This package is inspired by the demultiplexing options in porechop
(by Ryan Wick) but without the adapter trimming options - it just demuxes. It uses the parasail
library with its Python bindings to do pairwise alignment which provides a considerable speed up over the seqan
library used by porechop
due to its low-level use of vector processor instructions.
Additional speed-ups come from specifying exactly which barcodes are present so it limits searching only to those (this is usually something you know, after all).
There is also more flexibility with how double barcodes are called (i.e., when you only call a read's barcode if it has the matching barcode sequence at both ends to reduce the chance of mis-called reads). In readucks
you can specify a lower identity threshold for the secondary barcode than the primary. The primary barcode is defined as the one with the highest match (either at the start or end of the read). The secondary barcode is then the other one. The secondary barcode must match the primary (i.e., be from the same pair) but may have more read errors.
We are currently investigating the optimal settings for this to trade off between sensitivity and specificity for double barcoding.s
One source file misc.py
is from porechop
and is provided with its original licencing information.

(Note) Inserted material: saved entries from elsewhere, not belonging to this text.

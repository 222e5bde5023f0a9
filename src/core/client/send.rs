//! The retrying GET every endpoint goes through.

use reqwest::header::HeaderMap;
use url::Url;

use super::retry::StatusClass;
use crate::core::YfError;
use crate::core::params::QueryParams;
use crate::core::response::Response;

/// What one attempt produced, before the retry policy looks at it.
enum Attempt {
    Success(Response),
    Retry(Option<u16>),
}

impl super::YfClient {
    /// Send a GET with retries on timeouts, 429 and 5xx.
    ///
    /// Every attempt runs on a live session, reopening one if the client was
    /// closed in the meantime. Between attempts the configured backoff is
    /// awaited; there is no wait after the last attempt.
    ///
    /// # Errors
    ///
    /// - [`YfError::Status`] for a non-retryable status, at once.
    /// - [`YfError::Http`] for a non-retryable transport failure, at once.
    /// - [`YfError::RetriesExhausted`] once the attempt budget is spent.
    #[tracing::instrument(
        level = "debug",
        skip_all,
        fields(url = %params.redacted_url(url))
    )]
    pub async fn request(
        &self,
        url: &Url,
        params: &QueryParams,
        headers: Option<&HeaderMap>,
    ) -> Result<Response, YfError> {
        let retry = &self.inner.config.retry;
        let max = retry.max_retries;
        let target = params.apply_to(url);
        let shown = params.redacted_url(url);
        let mut last_status = None;

        for attempt in 1..=max {
            tracing::debug!("Request no. {attempt}/{max} - started.");
            let (http, _) = self.session().await?;
            let mut req = http.get(target.clone());
            if let Some(h) = headers {
                req = req.headers(h.clone());
            }

            match send_once(req, &shown).await {
                Ok(Attempt::Success(resp)) => {
                    tracing::debug!(
                        status = resp.status_code(),
                        "Request no. {attempt}/{max} - succeeded."
                    );
                    return Ok(resp);
                }
                Ok(Attempt::Retry(status)) => {
                    tracing::warn!(?status, "Request no. {attempt}/{max} - failed.");
                    last_status = status;
                }
                Err(YfError::Http(e)) if retry.retries_transport(&e) => {
                    tracing::warn!(error = %e, "Request no. {attempt}/{max} - failed.");
                    last_status = None;
                }
                Err(e) => {
                    tracing::warn!(error = %e, "Request no. {attempt}/{max} - failed permanently.");
                    return Err(e);
                }
            }

            if attempt < max {
                let delay = retry.backoff.delay(attempt);
                tracing::debug!(?delay, "backing off");
                self.inner.config.sleeper.sleep(delay).await;
            }
        }

        tracing::error!("All {max} requests failed.");
        Err(YfError::RetriesExhausted {
            attempts: max,
            last_status,
        })
    }
}

async fn send_once(req: reqwest::RequestBuilder, shown: &str) -> Result<Attempt, YfError> {
    // `without_url` keeps the crumb out of error messages.
    let resp = req.send().await.map_err(reqwest::Error::without_url)?;
    let status = resp.status().as_u16();
    match StatusClass::of(status) {
        StatusClass::Success => {
            let body = resp.text().await.map_err(reqwest::Error::without_url)?;
            Ok(Attempt::Success(Response::new(status, shown.to_string(), body)))
        }
        StatusClass::Retryable => Ok(Attempt::Retry(Some(status))),
        StatusClass::Permanent => Err(YfError::Status {
            status,
            url: shown.to_string(),
        }),
    }
}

git clone https://github.com/rambaut/readucks.git
Install dependencies
pip install biopython
pip install parasail
Install Readucks
cd readucks
python setup.py install
Run Readucks
readucks --help
usage: readucks -i INPUT_PATH [-o OUTPUT_DIR] [-b] [-a] [-e]

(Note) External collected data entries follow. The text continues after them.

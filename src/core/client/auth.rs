//! Cookie & crumb acquisition for Yahoo endpoints.

use url::Url;

use crate::core::YfError;
use crate::core::params::QueryParams;

impl super::YfClient {
    /// The session's crumb, fetching it on first use.
    ///
    /// Concurrent callers share a single fetch. A crumb is only kept if the
    /// session that fetched it is still the open one.
    ///
    /// # Errors
    ///
    /// Propagates request errors from the crumb endpoint, and returns
    /// [`YfError::Auth`] if its body is not a usable crumb.
    pub async fn crumb(&self) -> Result<String, YfError> {
        // Fast path: check if the crumb exists with a read lock.
        if let Some(c) = self.inner.state.read().await.crumb.clone() {
            return Ok(c);
        }

        // Slow path: acquire the dedicated fetch lock to ensure only one task proceeds.
        let _guard = self.inner.crumb_fetch_lock.lock().await;

        // Double-check: another task might have fetched it while this one was waiting.
        if let Some(c) = self.inner.state.read().await.crumb.clone() {
            return Ok(c);
        }

        let (http, generation) = self.session().await?;
        if let Some(cookie_url) = &self.inner.config.cookie_url {
            bootstrap_cookie(&http, cookie_url).await;
        }

        let resp = self
            .request(&self.inner.config.crumb_url, &QueryParams::new(), None)
            .await?;
        let crumb = validate_crumb(resp.text())?;

        let mut state = self.inner.state.write().await;
        if state.http.is_some() && state.generation == generation {
            state.crumb = Some(crumb.clone());
        } else {
            tracing::debug!("session changed during crumb fetch; not caching crumb");
        }
        Ok(crumb)
    }

    /// Whether a crumb is currently cached.
    pub async fn has_crumb(&self) -> bool {
        self.inner.state.read().await.crumb.is_some()
    }
}

/// Best effort: populates the cookie jar, never fails the caller.
async fn bootstrap_cookie(http: &reqwest::Client, url: &Url) {
    match http.get(url.clone()).send().await {
        Ok(resp) => tracing::debug!(status = resp.status().as_u16(), "cookie bootstrap done"),
        Err(e) => tracing::debug!(error = %e.without_url(), "cookie bootstrap failed"),
    }
}

/// Trim a crumb body and reject ones that are obviously an error page.
pub(crate) fn validate_crumb(body: &str) -> Result<String, YfError> {
    let crumb = body.trim();
    if crumb.is_empty() || crumb.contains('{') || crumb.contains('<') {
        return Err(YfError::Auth(format!(
            "received invalid crumb ({} bytes)",
            crumb.len()
        )));
    }
    Ok(crumb.to_string())
}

[-p PREFIX] [-t THREADS] [-v VERBOSITY] [--single]
[--native_barcodes] [--pcr_barcodes]
[--rapid_barcodes]
[--limit_barcodes_to LIMIT_BARCODES_TO [LIMIT_BARCODES_TO ...]]
[--threshold THRESHOLD]
[--secondary_threshold SECONDARY_THRESHOLD]

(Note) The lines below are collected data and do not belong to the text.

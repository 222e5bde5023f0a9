use std::time::Duration;

use yafin::{
    Backoff, CacheMode, ChartEvent, ChartQuery, Interval, QuoteSummaryModule, Range, YfClient,
};

#[tokio::main]
async fn main() -> Result<(), Box<dyn std::error::Error>> {
    #[cfg(feature = "tracing-subscriber")]
    tracing_subscriber::fmt()
        .with_env_filter(tracing_subscriber::EnvFilter::from_default_env())
        .init();

    // 1. A client with a short timeout and a gentler backoff than the default.
    let client = YfClient::builder()
        .timeout(Duration::from_secs(10))
        .max_retries(3)
        .backoff(Backoff::Fixed(Duration::from_millis(500)))
        .build()?;

    // 2. Batched quotes. The crumb is fetched on first use.
    let quotes = client
        .get_quote("AAPL,MSFT,NVDA", None, CacheMode::Use)
        .await?;
    println!("--- Quotes ---");
    if let Some(rows) = quotes["quoteResponse"]["result"].as_array() {
        for q in rows {
            println!("  {}: {}", q["symbol"], q["regularMarketPrice"]);
        }
    }
    println!();

    // 3. Six months of daily bars with dividends.
    let query = ChartQuery::new(Interval::D1)
        .range(Range::M6)
        .events([ChartEvent::Dividends]);
    let chart = client.get_chart("AAPL", &query, CacheMode::Use).await?;
    let bars = chart["chart"]["result"][0]["timestamp"]
        .as_array()
        .map_or(0, Vec::len);
    println!("--- AAPL chart: {bars} daily bars ---");

    // The same call again is served from the result cache.
    client.get_chart("AAPL", &query, CacheMode::Use).await?;
    println!("cached results: {}", client.cached_results());
    println!();

    // 4. A couple of quoteSummary modules.
    let summary = client
        .get_quote_summary(
            "MSFT",
            &[QuoteSummaryModule::Price, QuoteSummaryModule::SummaryDetail],
            CacheMode::Use,
        )
        .await?;
    let price = &summary["quoteSummary"]["result"][0]["price"];
    println!("--- MSFT ---");
    println!("Name: {}", price["longName"]);
    println!("Exchange: {}", price["exchangeName"]);

    client.close().await;
    Ok(())
}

[--scoring_scheme SCORING_SCHEME] [-h] [--version]
-i INPUT_PATH
,--input INPUT_PATH
Provide a path to a input file or directory of input files to be processed. These should be either FASTQ
or FASTA
files with appropriate file extensions (.fastq
or .fasta
).
-o OUTPUT_DIR
,--output_dir OUTPUT_DIR
Provide the path of a directory into which output files will be placed. If this is not specified then the output files will go into the current working directory (except for annotation CSV files - these will be placed along side their matching read files).
-b
,--bin_barcodes
This option will bin reads into files according to their assigned barcodes. One file (either FASTQ or FASTA depending on the input file types) will be produced for each barcode that is called (and one for unassigned reads).
-a
,--annotate_files
This option writes a CSV file for each input file (with a corresponding file name) containing the barcode assignment for each read.
-e
,--extended_info
When provided with the -a
option, this writes much more detailed information about the barcode matches to the annotation (CSV) file.
-p PREFIX
,--prefix PREFIX
Give an optional prefix string that will be prepended to each output file.
-t THREADS
,--threads THREADS
The number of parallel threads to use (1 to turn off multithreading) (default: automatic)
-v VERBOSITY
,--verbosity VERBOSITY
Specify the level of output information: 0 = none, 1 = some, 2 = lots (default: 1)
--single
Only attempts to match a single barcode at one end (default double)
--native_barcodes
Only attempts to match the 24 native nanopore barcodes (default)
--pcr_barcodes
Only attempts to match the 96 PCR barcodes
--rapid_barcodes
Only attempts to match the 12 rapid barcodes
--limit_barcodes_to LIMIT_BARCODES_TO [LIMIT_BARCODES_TO ...]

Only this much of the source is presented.